┌─ INPUT DATA

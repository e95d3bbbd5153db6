use super::dates::is_upcoming_on;
use super::model::EventRecord;
use chrono::{Local, NaiveDate};
use itertools::Itertools;
use tracing::{debug, info};

#[derive(Debug, Clone, Default, PartialEq, Eq)]
pub struct PartitionedEvents {
    pub upcoming: Vec<EventRecord>,
    pub past: Vec<EventRecord>,
}

impl PartitionedEvents {
    pub fn len(&self) -> usize {
        self.upcoming.len() + self.past.len()
    }

    pub fn is_empty(&self) -> bool {
        self.len() == 0
    }
}

/// Removes repeated events keeping the first occurrence.
///
/// Name, location and url compare case-insensitively; the start date compares exactly.
pub fn dedupe(events: Vec<EventRecord>) -> Vec<EventRecord> {
    let total = events.len();
    let unique: Vec<EventRecord> = events
        .into_iter()
        .unique_by(|event| {
            (
                event.name.to_lowercase(),
                event.start_date.clone(),
                event.location.to_lowercase(),
                event.url.to_lowercase(),
            )
        })
        .collect();

    debug!("Removed {} duplicated events", total - unique.len());

    unique
}

pub fn partition(events: Vec<EventRecord>) -> PartitionedEvents {
    partition_on(events, Local::now().date_naive())
}

pub fn partition_on(events: Vec<EventRecord>, today: NaiveDate) -> PartitionedEvents {
    let (upcoming, past) = events
        .into_iter()
        .partition(|event| is_upcoming_on(&event.start_date, today));

    PartitionedEvents { upcoming, past }
}

/// Drops nameless events, removes duplicates and splits the rest around `today`
pub fn prepare_events(events: Vec<EventRecord>, today: NaiveDate) -> PartitionedEvents {
    let named: Vec<EventRecord> = events.into_iter().filter(EventRecord::has_name).collect();
    let partitioned = partition_on(dedupe(named), today);

    info!(
        "Got {} events ({} upcoming, {} past)",
        partitioned.len(),
        partitioned.upcoming.len(),
        partitioned.past.len()
    );

    partitioned
}

#[cfg(test)]
mod tests {
    use super::*;

    fn event(name: &str, start_date: &str) -> EventRecord {
        EventRecord::new(
            name.to_string(),
            start_date.to_string(),
            start_date.to_string(),
            "Masonic Hall, Brookfield, WI".to_string(),
            "https://example.com/events".to_string(),
        )
    }

    fn today() -> NaiveDate {
        NaiveDate::from_ymd_opt(2026, 10, 18).unwrap()
    }

    #[test_log::test]
    fn when_names_differ_only_in_case_should_keep_first() {
        let result = dedupe(vec![
            event("Spring Fest", "08/08/2025"),
            event("SPRING FEST", "08/08/2025"),
        ]);

        assert_eq!(result, vec![event("Spring Fest", "08/08/2025")]);
    }

    #[test_log::test]
    fn should_not_merge_different_start_dates() {
        let result = dedupe(vec![
            event("Spring Fest", "08/08/2025"),
            event("Spring Fest", "09/08/2025"),
        ]);

        assert_eq!(result.len(), 2);
    }

    #[test_log::test]
    fn should_dedupe_idempotently_keeping_order() {
        let events = vec![
            event("B", "01/01/2026"),
            event("A", "01/01/2026"),
            event("b", "01/01/2026"),
            event("C", ""),
            event("a", "01/01/2026"),
        ];

        let once = dedupe(events);
        let twice = dedupe(once.clone());

        assert_eq!(
            once.iter().map(|e| e.name.as_str()).collect::<Vec<_>>(),
            vec!["B", "A", "C"]
        );
        assert_eq!(once, twice);
    }

    #[test_log::test]
    fn should_partition_into_disjoint_stable_halves() {
        let events = vec![
            event("Past", "17/10/2026"),
            event("Today", "18/10/2026"),
            event("Unknown", ""),
            event("Old", "01/01/2020"),
            event("Future", "01/01/2027"),
            event("Today", "18/10/2026"),
        ];

        let result = partition_on(events.clone(), today());

        assert_eq!(
            result.upcoming.iter().map(|e| e.name.as_str()).collect::<Vec<_>>(),
            vec!["Today", "Unknown", "Future", "Today"]
        );
        assert_eq!(
            result.past.iter().map(|e| e.name.as_str()).collect::<Vec<_>>(),
            vec!["Past", "Old"]
        );
        assert_eq!(result.len(), events.len());
    }

    #[test_log::test]
    fn should_drop_nameless_events_before_partitioning() {
        let result = prepare_events(
            vec![
                event("  ", "01/01/2027"),
                event("Expo", "01/01/2027"),
                event("expo", "01/01/2027"),
            ],
            today(),
        );

        assert_eq!(result.upcoming, vec![event("Expo", "01/01/2027")]);
        assert!(result.past.is_empty());
    }
}
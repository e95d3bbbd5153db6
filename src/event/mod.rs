pub mod dates;
pub mod model;
pub mod normalizer;
pub mod pipeline;
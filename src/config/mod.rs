pub mod env_loader;
pub mod model;
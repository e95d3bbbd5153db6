pub mod cli;
pub mod config;
pub mod event;
pub mod extractor;
pub mod output;
pub mod page;
pub mod scraper;
pub mod sites;
pub mod tracing;
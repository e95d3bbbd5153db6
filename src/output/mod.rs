pub mod dto;
pub mod writer;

└─

** TASK **
Would you filter the records and copy out each line containing "Future"?

** TASK SOLUTION **
            event("Future", "01/01/2027"),
            vec!["Today", "Unknown", "Future", "Today"]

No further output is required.